[Work required]
Filter the records, keeping every line that has the string "browser".

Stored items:
########
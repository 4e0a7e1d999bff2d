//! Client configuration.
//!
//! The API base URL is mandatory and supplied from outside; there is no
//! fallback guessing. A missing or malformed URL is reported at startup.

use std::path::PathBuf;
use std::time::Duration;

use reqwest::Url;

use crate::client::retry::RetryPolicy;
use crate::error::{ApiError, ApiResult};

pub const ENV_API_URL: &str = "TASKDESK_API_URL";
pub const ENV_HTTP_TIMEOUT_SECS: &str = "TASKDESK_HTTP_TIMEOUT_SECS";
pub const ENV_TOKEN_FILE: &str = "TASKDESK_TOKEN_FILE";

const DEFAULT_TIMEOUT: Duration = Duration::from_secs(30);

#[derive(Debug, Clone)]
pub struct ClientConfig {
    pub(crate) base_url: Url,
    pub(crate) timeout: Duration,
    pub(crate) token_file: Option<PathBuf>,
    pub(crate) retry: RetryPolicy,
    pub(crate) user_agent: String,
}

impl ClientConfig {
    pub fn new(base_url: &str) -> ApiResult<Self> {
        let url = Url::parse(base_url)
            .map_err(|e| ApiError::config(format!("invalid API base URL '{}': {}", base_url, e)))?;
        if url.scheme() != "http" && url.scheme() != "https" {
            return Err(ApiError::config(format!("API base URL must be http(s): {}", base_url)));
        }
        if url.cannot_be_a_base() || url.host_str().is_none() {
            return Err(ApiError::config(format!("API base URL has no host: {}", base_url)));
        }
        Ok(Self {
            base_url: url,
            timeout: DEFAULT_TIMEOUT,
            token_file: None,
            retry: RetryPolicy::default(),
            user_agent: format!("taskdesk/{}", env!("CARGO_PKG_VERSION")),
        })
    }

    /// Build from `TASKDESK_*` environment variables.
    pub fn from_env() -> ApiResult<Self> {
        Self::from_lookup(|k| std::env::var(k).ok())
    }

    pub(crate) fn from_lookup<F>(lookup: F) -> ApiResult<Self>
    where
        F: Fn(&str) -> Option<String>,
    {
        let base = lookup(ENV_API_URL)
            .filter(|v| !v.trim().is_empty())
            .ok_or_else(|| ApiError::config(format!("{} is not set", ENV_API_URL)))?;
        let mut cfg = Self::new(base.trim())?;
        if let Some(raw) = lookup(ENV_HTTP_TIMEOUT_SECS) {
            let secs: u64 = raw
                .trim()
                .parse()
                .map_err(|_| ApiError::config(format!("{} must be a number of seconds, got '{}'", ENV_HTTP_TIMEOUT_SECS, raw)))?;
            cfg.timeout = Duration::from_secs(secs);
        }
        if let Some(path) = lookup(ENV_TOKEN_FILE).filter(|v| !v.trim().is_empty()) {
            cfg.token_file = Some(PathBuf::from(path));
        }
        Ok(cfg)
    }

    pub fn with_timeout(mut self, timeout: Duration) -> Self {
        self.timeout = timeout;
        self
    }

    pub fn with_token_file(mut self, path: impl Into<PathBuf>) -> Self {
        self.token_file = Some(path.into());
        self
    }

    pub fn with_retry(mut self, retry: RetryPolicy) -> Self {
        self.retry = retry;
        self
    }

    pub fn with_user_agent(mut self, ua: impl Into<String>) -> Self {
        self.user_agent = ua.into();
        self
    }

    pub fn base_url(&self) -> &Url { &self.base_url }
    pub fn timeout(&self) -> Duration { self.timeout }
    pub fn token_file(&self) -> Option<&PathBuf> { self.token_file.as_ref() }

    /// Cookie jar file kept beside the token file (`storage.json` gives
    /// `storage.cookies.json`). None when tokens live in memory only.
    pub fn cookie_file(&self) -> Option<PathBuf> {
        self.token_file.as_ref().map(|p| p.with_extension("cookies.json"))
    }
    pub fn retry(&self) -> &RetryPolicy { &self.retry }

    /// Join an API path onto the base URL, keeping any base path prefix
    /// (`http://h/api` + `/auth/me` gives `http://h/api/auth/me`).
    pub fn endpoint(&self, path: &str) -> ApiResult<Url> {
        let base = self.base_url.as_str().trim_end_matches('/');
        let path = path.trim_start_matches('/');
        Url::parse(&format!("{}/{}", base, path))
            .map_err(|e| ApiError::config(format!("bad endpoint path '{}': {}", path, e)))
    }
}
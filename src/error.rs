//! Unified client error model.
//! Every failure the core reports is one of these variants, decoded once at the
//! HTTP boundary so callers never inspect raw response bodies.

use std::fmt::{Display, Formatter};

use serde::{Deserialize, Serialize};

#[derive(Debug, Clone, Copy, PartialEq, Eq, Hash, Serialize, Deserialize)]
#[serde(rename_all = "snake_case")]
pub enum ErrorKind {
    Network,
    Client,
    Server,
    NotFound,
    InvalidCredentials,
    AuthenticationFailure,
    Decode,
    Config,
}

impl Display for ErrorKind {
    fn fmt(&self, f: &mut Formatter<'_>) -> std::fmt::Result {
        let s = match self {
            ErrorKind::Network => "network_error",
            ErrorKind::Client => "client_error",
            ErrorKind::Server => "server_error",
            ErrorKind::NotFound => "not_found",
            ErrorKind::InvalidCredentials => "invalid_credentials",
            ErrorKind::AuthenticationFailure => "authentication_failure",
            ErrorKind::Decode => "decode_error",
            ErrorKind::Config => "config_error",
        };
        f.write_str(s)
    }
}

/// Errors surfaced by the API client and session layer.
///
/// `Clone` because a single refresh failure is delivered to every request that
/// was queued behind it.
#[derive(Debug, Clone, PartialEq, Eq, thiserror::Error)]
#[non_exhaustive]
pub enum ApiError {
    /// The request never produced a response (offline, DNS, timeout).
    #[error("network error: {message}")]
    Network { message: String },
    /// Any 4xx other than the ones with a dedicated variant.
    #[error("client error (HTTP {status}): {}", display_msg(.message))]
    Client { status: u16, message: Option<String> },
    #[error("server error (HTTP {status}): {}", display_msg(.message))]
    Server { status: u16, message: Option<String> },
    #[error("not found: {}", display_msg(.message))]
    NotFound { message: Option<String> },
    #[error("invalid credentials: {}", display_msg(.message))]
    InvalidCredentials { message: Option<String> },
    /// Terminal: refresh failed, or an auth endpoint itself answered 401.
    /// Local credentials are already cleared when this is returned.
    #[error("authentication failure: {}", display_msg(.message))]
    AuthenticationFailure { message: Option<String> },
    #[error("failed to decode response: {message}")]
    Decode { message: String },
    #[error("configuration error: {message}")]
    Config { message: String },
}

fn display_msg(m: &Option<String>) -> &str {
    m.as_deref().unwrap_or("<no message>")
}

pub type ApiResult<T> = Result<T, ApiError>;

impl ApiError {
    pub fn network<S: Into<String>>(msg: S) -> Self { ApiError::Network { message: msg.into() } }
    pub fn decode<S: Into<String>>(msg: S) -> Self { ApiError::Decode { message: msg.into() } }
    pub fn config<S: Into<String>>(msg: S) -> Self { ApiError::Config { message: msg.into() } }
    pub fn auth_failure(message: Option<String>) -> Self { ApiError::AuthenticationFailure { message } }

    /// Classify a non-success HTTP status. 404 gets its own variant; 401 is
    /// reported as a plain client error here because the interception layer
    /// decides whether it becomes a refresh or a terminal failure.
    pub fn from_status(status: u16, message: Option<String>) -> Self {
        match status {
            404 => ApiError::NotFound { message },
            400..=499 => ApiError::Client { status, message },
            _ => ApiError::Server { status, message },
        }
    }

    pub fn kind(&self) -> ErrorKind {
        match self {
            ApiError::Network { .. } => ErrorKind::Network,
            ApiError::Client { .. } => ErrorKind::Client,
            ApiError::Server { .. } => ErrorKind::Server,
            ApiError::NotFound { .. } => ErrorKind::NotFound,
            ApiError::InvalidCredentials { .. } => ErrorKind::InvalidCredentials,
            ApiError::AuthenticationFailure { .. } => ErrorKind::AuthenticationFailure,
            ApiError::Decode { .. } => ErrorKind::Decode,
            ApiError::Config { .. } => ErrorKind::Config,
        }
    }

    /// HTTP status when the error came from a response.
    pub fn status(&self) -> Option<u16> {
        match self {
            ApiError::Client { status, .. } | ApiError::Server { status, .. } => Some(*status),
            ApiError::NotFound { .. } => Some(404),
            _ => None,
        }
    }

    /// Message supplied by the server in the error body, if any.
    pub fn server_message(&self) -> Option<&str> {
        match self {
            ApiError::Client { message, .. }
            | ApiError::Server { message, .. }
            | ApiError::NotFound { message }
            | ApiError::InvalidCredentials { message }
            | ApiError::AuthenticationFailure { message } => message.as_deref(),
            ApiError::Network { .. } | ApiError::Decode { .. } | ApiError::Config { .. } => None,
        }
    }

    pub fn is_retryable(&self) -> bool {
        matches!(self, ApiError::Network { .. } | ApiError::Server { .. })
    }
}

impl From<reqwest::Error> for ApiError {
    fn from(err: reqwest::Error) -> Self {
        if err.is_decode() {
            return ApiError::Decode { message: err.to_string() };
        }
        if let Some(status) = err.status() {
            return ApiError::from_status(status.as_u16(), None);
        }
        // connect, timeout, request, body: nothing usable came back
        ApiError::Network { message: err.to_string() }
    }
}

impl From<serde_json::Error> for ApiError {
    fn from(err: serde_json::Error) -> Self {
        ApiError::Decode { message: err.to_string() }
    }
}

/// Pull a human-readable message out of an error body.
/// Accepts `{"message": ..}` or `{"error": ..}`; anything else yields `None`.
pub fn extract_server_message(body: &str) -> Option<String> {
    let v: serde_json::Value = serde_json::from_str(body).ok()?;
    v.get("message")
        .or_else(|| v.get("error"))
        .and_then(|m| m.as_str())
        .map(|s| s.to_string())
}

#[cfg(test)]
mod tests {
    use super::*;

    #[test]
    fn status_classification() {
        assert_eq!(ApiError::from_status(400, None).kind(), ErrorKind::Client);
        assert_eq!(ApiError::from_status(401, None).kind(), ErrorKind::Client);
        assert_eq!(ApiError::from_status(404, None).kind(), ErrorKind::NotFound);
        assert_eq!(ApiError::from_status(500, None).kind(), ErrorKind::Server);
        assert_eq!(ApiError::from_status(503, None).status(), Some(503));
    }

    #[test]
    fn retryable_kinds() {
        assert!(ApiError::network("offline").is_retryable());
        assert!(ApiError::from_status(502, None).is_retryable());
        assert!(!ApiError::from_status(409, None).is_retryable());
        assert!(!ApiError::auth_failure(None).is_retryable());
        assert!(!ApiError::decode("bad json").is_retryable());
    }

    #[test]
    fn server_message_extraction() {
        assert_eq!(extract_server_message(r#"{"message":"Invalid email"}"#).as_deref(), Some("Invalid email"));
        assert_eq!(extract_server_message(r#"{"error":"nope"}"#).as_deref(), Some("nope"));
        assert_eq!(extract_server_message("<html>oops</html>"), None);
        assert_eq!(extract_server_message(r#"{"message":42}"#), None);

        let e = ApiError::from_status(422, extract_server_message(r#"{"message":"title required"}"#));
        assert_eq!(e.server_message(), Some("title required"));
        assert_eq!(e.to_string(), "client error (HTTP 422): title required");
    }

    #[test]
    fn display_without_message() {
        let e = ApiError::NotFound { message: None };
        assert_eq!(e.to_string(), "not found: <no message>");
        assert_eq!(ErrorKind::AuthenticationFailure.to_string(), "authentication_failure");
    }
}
########
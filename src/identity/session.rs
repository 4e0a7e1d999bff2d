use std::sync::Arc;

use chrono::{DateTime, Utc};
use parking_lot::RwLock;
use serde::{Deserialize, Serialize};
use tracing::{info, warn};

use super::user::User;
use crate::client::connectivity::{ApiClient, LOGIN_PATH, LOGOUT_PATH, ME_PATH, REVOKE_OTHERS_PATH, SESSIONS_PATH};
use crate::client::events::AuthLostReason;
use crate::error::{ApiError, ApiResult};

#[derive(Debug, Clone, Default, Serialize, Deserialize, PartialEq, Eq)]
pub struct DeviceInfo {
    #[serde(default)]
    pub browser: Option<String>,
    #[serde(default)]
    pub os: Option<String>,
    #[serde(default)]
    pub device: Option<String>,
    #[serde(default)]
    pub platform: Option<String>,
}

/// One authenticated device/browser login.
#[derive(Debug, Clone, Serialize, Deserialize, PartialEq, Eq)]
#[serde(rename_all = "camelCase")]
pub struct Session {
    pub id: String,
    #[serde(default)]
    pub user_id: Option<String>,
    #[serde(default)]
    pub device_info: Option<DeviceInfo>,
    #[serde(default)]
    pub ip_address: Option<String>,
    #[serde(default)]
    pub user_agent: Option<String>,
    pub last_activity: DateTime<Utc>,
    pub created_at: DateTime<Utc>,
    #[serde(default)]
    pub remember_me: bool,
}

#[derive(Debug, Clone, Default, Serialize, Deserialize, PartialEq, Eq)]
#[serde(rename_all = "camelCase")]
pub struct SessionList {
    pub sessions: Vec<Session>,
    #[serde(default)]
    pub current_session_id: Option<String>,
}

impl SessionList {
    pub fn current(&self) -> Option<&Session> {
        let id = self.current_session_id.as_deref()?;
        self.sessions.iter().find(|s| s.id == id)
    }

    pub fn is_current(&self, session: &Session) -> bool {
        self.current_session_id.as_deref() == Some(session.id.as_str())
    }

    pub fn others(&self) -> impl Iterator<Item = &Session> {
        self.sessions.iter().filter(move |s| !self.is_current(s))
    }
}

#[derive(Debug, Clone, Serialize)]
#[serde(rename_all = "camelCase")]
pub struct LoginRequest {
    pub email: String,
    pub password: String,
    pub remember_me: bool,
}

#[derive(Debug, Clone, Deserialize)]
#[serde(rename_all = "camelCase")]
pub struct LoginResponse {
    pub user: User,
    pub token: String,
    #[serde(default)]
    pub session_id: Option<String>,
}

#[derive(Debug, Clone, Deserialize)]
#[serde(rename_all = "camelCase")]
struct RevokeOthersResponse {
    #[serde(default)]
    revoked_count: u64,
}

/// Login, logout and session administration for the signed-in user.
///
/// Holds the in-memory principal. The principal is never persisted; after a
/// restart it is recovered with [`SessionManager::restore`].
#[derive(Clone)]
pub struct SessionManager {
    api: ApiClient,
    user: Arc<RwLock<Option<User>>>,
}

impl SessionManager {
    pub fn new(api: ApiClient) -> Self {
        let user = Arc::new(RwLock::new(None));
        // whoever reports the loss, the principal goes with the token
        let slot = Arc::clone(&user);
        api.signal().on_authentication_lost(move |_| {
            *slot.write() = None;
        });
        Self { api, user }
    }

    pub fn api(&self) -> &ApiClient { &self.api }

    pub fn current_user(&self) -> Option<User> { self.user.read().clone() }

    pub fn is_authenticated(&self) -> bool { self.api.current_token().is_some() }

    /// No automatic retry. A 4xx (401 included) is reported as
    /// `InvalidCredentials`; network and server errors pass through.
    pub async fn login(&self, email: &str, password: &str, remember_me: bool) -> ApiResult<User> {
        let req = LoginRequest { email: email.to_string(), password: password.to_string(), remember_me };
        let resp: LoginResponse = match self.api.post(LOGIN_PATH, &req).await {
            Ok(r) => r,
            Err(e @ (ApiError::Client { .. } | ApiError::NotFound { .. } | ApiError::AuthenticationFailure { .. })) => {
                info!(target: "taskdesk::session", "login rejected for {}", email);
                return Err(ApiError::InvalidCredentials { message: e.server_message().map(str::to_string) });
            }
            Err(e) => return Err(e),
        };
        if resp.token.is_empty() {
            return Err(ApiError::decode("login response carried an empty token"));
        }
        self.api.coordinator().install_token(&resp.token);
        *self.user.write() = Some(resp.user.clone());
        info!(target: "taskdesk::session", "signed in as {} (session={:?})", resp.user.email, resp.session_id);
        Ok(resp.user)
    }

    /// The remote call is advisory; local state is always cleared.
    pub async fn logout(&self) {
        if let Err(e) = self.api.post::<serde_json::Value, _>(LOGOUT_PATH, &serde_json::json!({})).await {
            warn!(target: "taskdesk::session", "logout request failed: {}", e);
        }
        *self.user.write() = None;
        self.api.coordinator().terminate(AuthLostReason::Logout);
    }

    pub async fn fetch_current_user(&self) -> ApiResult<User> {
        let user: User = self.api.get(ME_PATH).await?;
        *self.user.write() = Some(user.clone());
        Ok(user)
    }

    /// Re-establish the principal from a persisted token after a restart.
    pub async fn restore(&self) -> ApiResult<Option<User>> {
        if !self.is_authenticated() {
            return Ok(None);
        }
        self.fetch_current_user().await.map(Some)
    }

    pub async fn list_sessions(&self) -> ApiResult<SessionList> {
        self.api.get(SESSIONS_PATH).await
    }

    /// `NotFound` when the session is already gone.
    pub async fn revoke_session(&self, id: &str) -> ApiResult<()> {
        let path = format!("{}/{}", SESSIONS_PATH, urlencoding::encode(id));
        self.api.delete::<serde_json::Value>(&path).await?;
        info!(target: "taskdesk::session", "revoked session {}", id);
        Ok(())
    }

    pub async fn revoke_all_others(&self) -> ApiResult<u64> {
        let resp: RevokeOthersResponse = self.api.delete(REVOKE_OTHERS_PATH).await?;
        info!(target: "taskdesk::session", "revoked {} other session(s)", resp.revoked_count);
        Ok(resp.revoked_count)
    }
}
########
[Your response]
    pub browser: Option<String>,
/// One authenticated device/browser login.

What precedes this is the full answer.